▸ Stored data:
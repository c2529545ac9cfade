//! mini-verify - Resolve and inspect the minifeed publisher identity
//!
//! Resolves the GCID for the configured feed key, persisting it into the
//! configuration so subsequent runs (and the bridge itself) skip the
//! network. `--reset` clears the persisted value, which is the only way
//! to force re-resolution.

use clap::Parser;
use std::path::PathBuf;
use std::sync::Arc;

use libminicast::{config, identity, MinifeedClient, NoticeSink, Result, Settings, SqliteKvStore};

#[derive(Parser, Debug)]
#[command(name = "mini-verify")]
#[command(version)]
#[command(about = "Resolve the minifeed publisher identity (GCID)")]
#[command(long_about = "\
mini-verify - Resolve the minifeed publisher identity (GCID)

DESCRIPTION:
    Resolves the GCID assigned to this installation's feed key via the
    minifeed API and persists it into the configuration file. Once
    persisted, the identity is never re-derived automatically; use
    --reset to clear it and resolve again.

USAGE EXAMPLES:
    # Resolve (or print the already-persisted) identity
    mini-verify

    # Force re-resolution on the next run
    mini-verify --reset

CONFIGURATION:
    Configuration file: ~/.config/minicast/config.toml
    State database:     ~/.local/share/minicast/state.db

    Override with environment variables:
        MINICAST_CONFIG - Path to config file

EXIT CODES:
    0 - Success
    1 - No identity available, or configuration/store error
    3 - Invalid input
")]
struct Cli {
    /// Path to the configuration file
    #[arg(short, long)]
    config: Option<PathBuf>,

    /// Clear the persisted GCID so the next run re-resolves it
    #[arg(long)]
    reset: bool,

    /// Enable verbose logging to stderr
    #[arg(short, long)]
    verbose: bool,
}

#[tokio::main]
async fn main() {
    let cli = Cli::parse();

    if cli.verbose {
        tracing_subscriber::fmt()
            .with_env_filter("debug")
            .with_writer(std::io::stderr)
            .init();
    } else {
        libminicast::logging::init_default();
    }

    if let Err(e) = run(cli).await {
        eprintln!("Error: {}", e);
        std::process::exit(e.exit_code());
    }
}

async fn run(cli: Cli) -> Result<()> {
    let config_path = match cli.config {
        Some(path) => path,
        None => config::resolve_config_path()?,
    };
    let mut settings = Settings::load_from_path(&config_path)?;

    if cli.reset {
        if identity::reset_identity(&mut settings) {
            settings.save_to_path(&config_path)?;
            println!("Cleared persisted GCID; the next run will re-resolve it.");
        } else {
            println!("No persisted GCID to clear.");
        }
        return Ok(());
    }

    let store = Arc::new(SqliteKvStore::new(&settings.store.path).await?);
    let notices = NoticeSink::new(store);
    let client = MinifeedClient::new(
        settings.api.base_url.clone(),
        settings.api.feedkey.clone(),
        notices.clone(),
    );

    let had_gcid = settings.api.gcid.is_some();
    match identity::resolve_identity(&mut settings, &client).await {
        Some(gcid) => {
            if !had_gcid {
                settings.save_to_path(&config_path)?;
                tracing::info!("Persisted newly resolved GCID into configuration");
            }
            println!("{}", gcid);
            Ok(())
        }
        None => {
            for line in notices.flush().await {
                eprintln!("{}", line);
            }
            eprintln!("No identity available; configure a feed key and check connectivity.");
            std::process::exit(1);
        }
    }
}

▸ EXERCISE DETAILS: Report back each line of the entries that holds the string "eprintln".

▸ ANSWER SECTION:
        eprintln!("Error: {}", e);
                eprintln!("{}", line);
            eprintln!("No identity available; configure a feed key and check connectivity.");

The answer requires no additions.